Monday 23 November 2020

Let's Try That Again

I thought I'd started a post, but it turns out I'd just replied to a text so um yeah, how's your Monday going?

I, like every other month this year, am looking at the calendar/date a little baffled.  I get it... time is a construct and time ticks on  no matter what is going on in our human day to day. 

I don't listen to the health authority announcements anymore.  I don't listen to or watch the Prime Minister speeches.  I do, occasionally watch a summary and I certainly look to the media for the gist of what's going on but for me the truth is I've pretty much been in lockdown since March (because of my life and life situation right now) so the province going into a "two week" attempted lockdown changes nothing for me.  But.... it stresses me out.

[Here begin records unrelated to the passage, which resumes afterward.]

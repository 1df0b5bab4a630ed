use crate::{
    components::control_panel::scheduler::{DeferredScheduler, ScheduledCommand},
    devices::software::clock::LogicalClock,
    error::CommandError,
    messages::control::{
        command::{CommandResult, Reply},
        record::{LogRecord, Payload, SourceId},
    },
};
use std::sync::{
    atomic::{AtomicBool, AtomicU8, Ordering},
    Arc, Mutex, PoisonError,
};
use tracing::{info, warn};

pub const GET_VALUE_USAGE: &str = "Usage: get_actuator_value actuator=actuatorname";
pub const SET_VALUE_USAGE: &str = "Usage: set_actuator_value actuator=actuatorname fields...";
const UNREFERENCED_ACTUATOR: &str = "Unreferenced actuator name";

/// Trailing pair turning a set into a deferred one.
const TIME_FIELD: &str = "time";

pub const ACTUATOR_HELP: &str = "\
set_actuator_value actuator={ledb1,ledb2} green=value red=value [time=secs]\r\n\
set_actuator_value actuator={ledm1,ledm2} state={on,off} [time=secs]\r\n\
set_actuator_value actuator=lcd usrmsg=\"string\" [time=secs]\r\n\
get_actuator_value actuator={ledb1,ledb2,ledm1,ledm2,lcd} : display the current value of an actuator\r\n";

/// Capabilities shared by every actuator of the board.
pub trait Actuator: Send + Sync {
    fn source(&self) -> SourceId;

    fn value(&self) -> Result<Payload, CommandError>;

    /// Token count of an immediate set, `actuator=<name>` and any trailing
    /// time pair excluded.
    fn arity(&self) -> usize;

    /// Apply the set fields. `fields.len()` equals [`Actuator::arity`].
    fn apply(&self, fields: &[String]) -> Result<(), CommandError>;
}

fn level(value: &str) -> Result<u8, CommandError> {
    value
        .parse()
        .map_err(|_| CommandError::Syntax(SET_VALUE_USAGE))
}

/// A two color led, `green=<0..255> red=<0..255>`.
#[derive(Debug)]
pub struct BicolorLed {
    source: SourceId,
    green: AtomicU8,
    red: AtomicU8,
}

impl BicolorLed {
    pub fn new(source: SourceId) -> Self {
        Self {
            source,
            green: AtomicU8::new(0),
            red: AtomicU8::new(0),
        }
    }
}

impl Actuator for BicolorLed {
    fn source(&self) -> SourceId {
        self.source
    }

    fn value(&self) -> Result<Payload, CommandError> {
        let green = self.green.load(Ordering::Acquire);
        let red = self.red.load(Ordering::Acquire);
        Ok(Payload::format(format_args!("{green},{red}"))?)
    }

    fn arity(&self) -> usize {
        4
    }

    fn apply(&self, fields: &[String]) -> Result<(), CommandError> {
        match fields {
            [g, green, r, red] if g == "green" && r == "red" => {
                let (green, red) = (level(green)?, level(red)?);
                self.green.store(green, Ordering::Release);
                self.red.store(red, Ordering::Release);
                Ok(())
            }
            _ => Err(CommandError::Syntax(SET_VALUE_USAGE)),
        }
    }
}

/// A single color led, `state={on,off}`.
#[derive(Debug)]
pub struct MonoLed {
    source: SourceId,
    on: AtomicBool,
}

impl MonoLed {
    pub fn new(source: SourceId) -> Self {
        Self {
            source,
            on: AtomicBool::new(false),
        }
    }
}

impl Actuator for MonoLed {
    fn source(&self) -> SourceId {
        self.source
    }

    fn value(&self) -> Result<Payload, CommandError> {
        Ok(Payload::Static(if self.on.load(Ordering::Acquire) {
            "on"
        } else {
            "off"
        }))
    }

    fn arity(&self) -> usize {
        2
    }

    fn apply(&self, fields: &[String]) -> Result<(), CommandError> {
        let on = match fields {
            [state, value] if state == "state" && value == "on" => true,
            [state, value] if state == "state" && value == "off" => false,
            _ => return Err(CommandError::Syntax(SET_VALUE_USAGE)),
        };
        self.on.store(on, Ordering::Release);
        Ok(())
    }
}

/// The character display, `usrmsg="text"`.
#[derive(Debug, Default)]
pub struct Lcd {
    message: Mutex<String>,
}

impl Lcd {
    pub fn new() -> Self {
        Self::default()
    }
}

impl Actuator for Lcd {
    fn source(&self) -> SourceId {
        SourceId::Lcd
    }

    fn value(&self) -> Result<Payload, CommandError> {
        let message = self.message.lock().unwrap_or_else(PoisonError::into_inner);
        Ok(Payload::owned(&message)?)
    }

    fn arity(&self) -> usize {
        2
    }

    fn apply(&self, fields: &[String]) -> Result<(), CommandError> {
        match fields {
            [field, text] if field == "usrmsg" => {
                let mut message = self.message.lock().unwrap_or_else(PoisonError::into_inner);
                message.clear();
                message.try_reserve(text.len())?;
                message.push_str(text);
                Ok(())
            }
            _ => Err(CommandError::Syntax(SET_VALUE_USAGE)),
        }
    }
}

/// Every actuator of the board, in log source order.
pub struct ActuatorRegistry {
    all: Vec<Arc<dyn Actuator>>,
}

impl ActuatorRegistry {
    pub fn board() -> Self {
        let all: Vec<Arc<dyn Actuator>> = vec![
            Arc::new(BicolorLed::new(SourceId::BicolorLed1)),
            Arc::new(BicolorLed::new(SourceId::BicolorLed2)),
            Arc::new(MonoLed::new(SourceId::MonoLed1)),
            Arc::new(MonoLed::new(SourceId::MonoLed2)),
            Arc::new(Lcd::new()),
        ];
        Self { all }
    }

    pub fn iter(&self) -> impl Iterator<Item = &Arc<dyn Actuator>> {
        self.all.iter()
    }

    pub fn get(&self, source: SourceId) -> Option<&Arc<dyn Actuator>> {
        self.all.iter().find(|actuator| actuator.source() == source)
    }

    /// Actuator named `nickname`.
    pub fn find(&self, nickname: &str) -> Option<&Arc<dyn Actuator>> {
        self.all
            .iter()
            .find(|actuator| actuator.source().nickname() == nickname)
    }

    /// `get_actuator_value actuator=<name>`: the current value as a log line.
    pub fn cmd_get_value(&self, clock: &LogicalClock, args: &[String]) -> CommandResult {
        if args.len() != 2 {
            return Err(CommandError::Syntax(GET_VALUE_USAGE));
        }
        let actuator = self
            .find(&args[1])
            .ok_or(CommandError::Failed(UNREFERENCED_ACTUATOR))?;
        let record = LogRecord::new(actuator.source(), clock.now(), actuator.value()?);
        let mut reply = String::new();
        reply.try_reserve(48)?;
        record.write_line(&mut reply);
        Ok(Reply::Owned(reply))
    }

    /// `set_actuator_value actuator=<name> fields... [time=N]`. With a time
    /// pair the set is handed to `scheduler` to run `N` seconds from now.
    pub fn cmd_set_value(&self, scheduler: &DeferredScheduler, args: &[String]) -> CommandResult {
        let Some((name, fields)) = args.get(1).zip(args.get(2..)) else {
            return Err(CommandError::Syntax(SET_VALUE_USAGE));
        };
        let actuator = self
            .find(name)
            .ok_or(CommandError::Failed(UNREFERENCED_ACTUATOR))?;
        let arity = actuator.arity();
        if fields.len() == arity {
            actuator.apply(fields)?;
            info!(actuator = %actuator.source(), "actuator set");
            Ok(Reply::Empty)
        } else if fields.len() == arity + 2 && fields[arity] == TIME_FIELD {
            let deadline = scheduler.register(&fields[arity + 1], actuator.source(), &fields[..arity])?;
            info!(actuator = %actuator.source(), deadline, "actuator set deferred");
            Ok(Reply::Empty)
        } else {
            Err(CommandError::Syntax(SET_VALUE_USAGE))
        }
    }

    /// Replay a deferred set. Runs on behalf of no caller, so failures can
    /// only be traced.
    pub fn fire(&self, command: ScheduledCommand) {
        let Some(actuator) = self.get(command.action) else {
            warn!(action = %command.action, "deferred command for unknown actuator");
            return;
        };
        match actuator.apply(&command.args) {
            Ok(()) => info!(actuator = %command.action, "deferred actuator set applied"),
            Err(err) => warn!(actuator = %command.action, %err, "deferred actuator set failed"),
        }
    }
}

#[cfg(test)]
mod tests {
    use super::*;
    use crate::devices::software::clock::DEFAULT_EPOCH;
    use rstest::rstest;

    fn args(list: &[&str]) -> Vec<String> {
        list.iter().map(|s| s.to_string()).collect()
    }

    fn setup() -> (Arc<LogicalClock>, DeferredScheduler, ActuatorRegistry) {
        let clock = Arc::new(LogicalClock::default());
        let scheduler = DeferredScheduler::new(clock.clone(), 10, 3);
        (clock, scheduler, ActuatorRegistry::board())
    }

    fn value_line(registry: &ActuatorRegistry, clock: &LogicalClock, name: &str) -> String {
        match registry.cmd_get_value(clock, &args(&["actuator", name])) {
            Ok(Reply::Owned(line)) => line,
            other => panic!("unexpected reply {other:?}"),
        }
    }

    #[test]
    fn test_immediate_sets() {
        let (clock, scheduler, registry) = setup();
        registry
            .cmd_set_value(&scheduler, &args(&["actuator", "ledb1", "green", "120", "red", "40"]))
            .unwrap();
        registry
            .cmd_set_value(&scheduler, &args(&["actuator", "ledm2", "state", "on"]))
            .unwrap();
        registry
            .cmd_set_value(&scheduler, &args(&["actuator", "lcd", "usrmsg", "hello world"]))
            .unwrap();
        assert_eq!(value_line(&registry, &clock, "ledb1"), "ledb1 | 04/03/07 00:00:00 | 120,40\r\n");
        assert_eq!(value_line(&registry, &clock, "ledm2"), "ledm2 | 04/03/07 00:00:00 | on\r\n");
        assert_eq!(value_line(&registry, &clock, "lcd"), "lcd | 04/03/07 00:00:00 | hello world\r\n");
        assert!(scheduler.is_empty());
    }

    #[test]
    fn test_deferred_set_fires_later() {
        let (clock, scheduler, registry) = setup();
        assert_eq!(
            registry.cmd_set_value(&scheduler, &args(&["actuator", "ledm1", "state", "on", "time", "5"])),
            Ok(Reply::Empty)
        );
        assert_eq!(scheduler.deadlines(), vec![DEFAULT_EPOCH + 5]);
        assert!(value_line(&registry, &clock, "ledm1").ends_with("| off\r\n"));

        assert!(scheduler.tick(DEFAULT_EPOCH + 5, |cmd| registry.fire(cmd)));
        assert!(value_line(&registry, &clock, "ledm1").ends_with("| on\r\n"));
    }

    #[rstest]
    #[case(vec!["actuator"], CommandError::Syntax(SET_VALUE_USAGE))]
    #[case(vec!["actuator", "ledb1", "green", "1"], CommandError::Syntax(SET_VALUE_USAGE))]
    #[case(vec!["actuator", "ledb1", "green", "1", "red", "300"], CommandError::Syntax(SET_VALUE_USAGE))]
    #[case(vec!["actuator", "ledm1", "state", "dim"], CommandError::Syntax(SET_VALUE_USAGE))]
    #[case(vec!["actuator", "ledm1", "state", "on", "when", "5"], CommandError::Syntax(SET_VALUE_USAGE))]
    #[case(vec!["actuator", "ledm1", "state", "on", "time", "1"], CommandError::InvalidTime)]
    #[case(vec!["actuator", "fan", "state", "on"], CommandError::Failed(UNREFERENCED_ACTUATOR))]
    fn test_set_errors(#[case] argv: Vec<&str>, #[case] expected: CommandError) {
        let (_clock, scheduler, registry) = setup();
        assert_eq!(registry.cmd_set_value(&scheduler, &args(&argv)), Err(expected));
        assert!(scheduler.is_empty());
    }

    #[test]
    fn test_full_scheduler_reports_no_slot() {
        let clock = Arc::new(LogicalClock::default());
        let scheduler = DeferredScheduler::new(clock.clone(), 1, 3);
        let registry = ActuatorRegistry::board();
        let set = args(&["actuator", "lcd", "usrmsg", "later", "time", "10"]);
        registry.cmd_set_value(&scheduler, &set).unwrap();
        assert_eq!(registry.cmd_set_value(&scheduler, &set), Err(CommandError::NoSlot));
    }

    #[test]
    fn test_get_value_errors() {
        let (clock, _scheduler, registry) = setup();
        assert_eq!(
            registry.cmd_get_value(&clock, &args(&["actuator"])),
            Err(CommandError::Syntax(GET_VALUE_USAGE))
        );
        assert_eq!(
            registry.cmd_get_value(&clock, &args(&["actuator", "temp"])),
            Err(CommandError::Failed(UNREFERENCED_ACTUATOR))
        );
    }
}
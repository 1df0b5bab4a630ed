use std::{fs, path::PathBuf};

/// Absolute path of a fixture checked in under the crate root. The file is
/// included at compile time so a missing fixture fails the build, not the
/// test run.
#[macro_export]
macro_rules! fixture_path {
    ($relative:expr) => {{
        let _ = include_bytes!(concat!(env!("CARGO_MANIFEST_DIR"), $relative));
        concat!(env!("CARGO_MANIFEST_DIR"), $relative)
    }};
}

/// Path under the crate root a test may write to. Parent directories are
/// created.
pub fn fixture_output(relative: &str) -> PathBuf {
    let path = PathBuf::from(env!("CARGO_MANIFEST_DIR")).join(relative);
    if let Some(parent) = path.parent() {
        let _ = fs::create_dir_all(parent);
    }
    path
}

It stresses me out because I don't know what others are going to do and there is a loud minority that gets a lot of attention that is doing and saying things that I personally feel are counterproductive to the health of our province, city, country and ME and my loved ones.  

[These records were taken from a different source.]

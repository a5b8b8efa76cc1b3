//! Conversions between our COO matrix format and the sprs library
//!
//! Used by tests to cross-validate multiplication against sprs, and available
//! to callers who want CSR access to a decoded matrix.

use num_traits::PrimInt;
use sprs::{CsMat, TriMat};

use crate::matrix::SparseMatrixCOO;

/// Converts our COO matrix format to sprs CsMat format (as CSR)
pub fn to_sprs<T>(matrix: &SparseMatrixCOO<T>) -> CsMat<T>
where
    T: PrimInt + Default,
{
    let mut tri = TriMat::with_capacity((matrix.n_rows, matrix.n_cols), matrix.nnz());
    // Insert in sorted order so the CSR conversion never has to merge duplicates
    for (r, c, v) in matrix.sorted_triplets() {
        tri.add_triplet(r, c, v);
    }
    tri.to_csr()
}

/// Converts a sprs CsMat (CSR or CSC) to our COO matrix format
pub fn from_sprs<T>(matrix: &CsMat<T>) -> SparseMatrixCOO<T>
where
    T: PrimInt + Default,
{
    let (n_rows, n_cols) = matrix.shape();
    let mut result = SparseMatrixCOO::new(n_rows, n_cols);
    for (&v, (r, c)) in matrix.iter() {
        result.set(r, c, v);
    }
    result
}
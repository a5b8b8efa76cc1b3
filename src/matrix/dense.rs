//! Conversions between COO matrices and dense ndarray representations

use ndarray::Array2;
use num_traits::PrimInt;

use crate::matrix::SparseMatrixCOO;

/// Converts a COO matrix to a dense 2-D array
pub fn to_dense<T: PrimInt>(matrix: &SparseMatrixCOO<T>) -> Array2<T> {
    let mut dense = Array2::from_elem((matrix.n_rows, matrix.n_cols), T::zero());
    for (r, c, v) in matrix.iter() {
        dense[[r, c]] = v;
    }
    dense
}

/// Converts a dense 2-D array to a COO matrix, eliding zero elements
pub fn from_dense<T: PrimInt>(dense: &Array2<T>) -> SparseMatrixCOO<T> {
    let (n_rows, n_cols) = dense.dim();
    let mut matrix = SparseMatrixCOO::new(n_rows, n_cols);
    for ((r, c), &v) in dense.indexed_iter() {
        matrix.set(r, c, v);
    }
    matrix
}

I'm not a public health person, I'm not an epidemiologist (Wow did I spell that right first go!?), I'm not a politician.... it's not my job to figure this stuff out or to figure out how to best protect/guide the public.  I try to remind myself that I can only do what I can do... keep my distance, wash my hands, wear my mask, etc etc.  And I also have to be aware of my mental health and the fact that anxiety and depression lead my thoughts in certain not helpful ways. 

Me being anxious about a potential surge/spike in cases and hospitalizations post "Holiday season" is not going to help anyone.   If I worry at 100% for the next month it still won't change anything.  My family has made their choices about Christmas (no visits, no gatherings - presents not necessary) and if any of them had thought to have a gathering I would have had to make my own choices around that.  I can't control anyone else.  If a friend asks me for advice I suppose I can give it but it's hard not to feel an anxiety that if I just STRESS OUT enough.... things will be ok.

Because they'll be what they'll be... all my counselling and stuff tries to point this out to me on the regular.

Sigh.

Anyway.  It's the end of November.  Whether it  feels like it or not.  I'm still not doing much, not seeing many, etc etc.  I could get better with my hand washing and sanitizing I suppose.  I wonder about trying out some different masks than those I have, but also don't want to spend more money.  

Er... sorry for the downer post on a Monday... insert something mildly amusing here to change the topic?